WHAT TO PRODUCE:
Extract every line from the records below that contains the word "KeyValueSurveyStore".

[Start of Attachment]

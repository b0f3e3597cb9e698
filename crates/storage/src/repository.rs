use async_trait::async_trait;
use std::collections::HashMap;
use std::sync::{Arc, Mutex};
use thiserror::Error;

use crate::survey_store::{KeyValueSurveyStore, SurveyStore};

/// Errors surfaced by storage adapters.
#[derive(Debug, Error)]
#[non_exhaustive]
pub enum StorageError {
    #[error("connection error: {0}")]
    Connection(String),

    #[error("serialization error: {0}")]
    Serialization(String),
}

/// Minimal string key-value contract, the local equivalent of `localStorage`.
#[async_trait]
pub trait KeyValueRepository: Send + Sync {
    /// Read the value stored under `key`.
    ///
    /// # Errors
    ///
    /// Returns `StorageError` if the backend cannot be read.
    async fn get(&self, key: &str) -> Result<Option<String>, StorageError>;

    /// Store `value` under `key`, replacing any previous value.
    ///
    /// # Errors
    ///
    /// Returns `StorageError` if the value cannot be written.
    async fn set(&self, key: &str, value: &str) -> Result<(), StorageError>;
}

/// Simple in-memory repository implementation for testing and prototyping.
#[derive(Clone, Default)]
pub struct InMemoryRepository {
    entries: Arc<Mutex<HashMap<String, String>>>,
}

impl InMemoryRepository {
    #[must_use]
    pub fn new() -> Self {
        Self {
            entries: Arc::new(Mutex::new(HashMap::new())),
        }
    }
}

#[async_trait]
impl KeyValueRepository for InMemoryRepository {
    async fn get(&self, key: &str) -> Result<Option<String>, StorageError> {
        let guard = self
            .entries
            .lock()
            .map_err(|e| StorageError::Connection(e.to_string()))?;
        Ok(guard.get(key).cloned())
    }

    async fn set(&self, key: &str, value: &str) -> Result<(), StorageError> {
        let mut guard = self
            .entries
            .lock()
            .map_err(|e| StorageError::Connection(e.to_string()))?;
        guard.insert(key.to_string(), value.to_string());
        Ok(())
    }
}

/// Aggregates the raw key-value repository and the survey store behind trait
/// objects for easy backend swapping.
#[derive(Clone)]
pub struct Storage {
    pub kv: Arc<dyn KeyValueRepository>,
    pub survey: Arc<dyn SurveyStore>,
}

impl Storage {
    #[must_use]
    pub fn in_memory() -> Self {
        Self::from_kv(Arc::new(InMemoryRepository::new()))
    }

    /// Build storage on top of any key-value backend.
    #[must_use]
    pub fn from_kv(kv: Arc<dyn KeyValueRepository>) -> Self {
        let survey: Arc<dyn SurveyStore> = Arc::new(KeyValueSurveyStore::new(Arc::clone(&kv)));
        Self { kv, survey }
    }
}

[End of Attachment]

ANSWER TO THE PROBLEM:
use crate::survey_store::{KeyValueSurveyStore, SurveyStore};
        let survey: Arc<dyn SurveyStore> = Arc::new(KeyValueSurveyStore::new(Arc::clone(&kv)));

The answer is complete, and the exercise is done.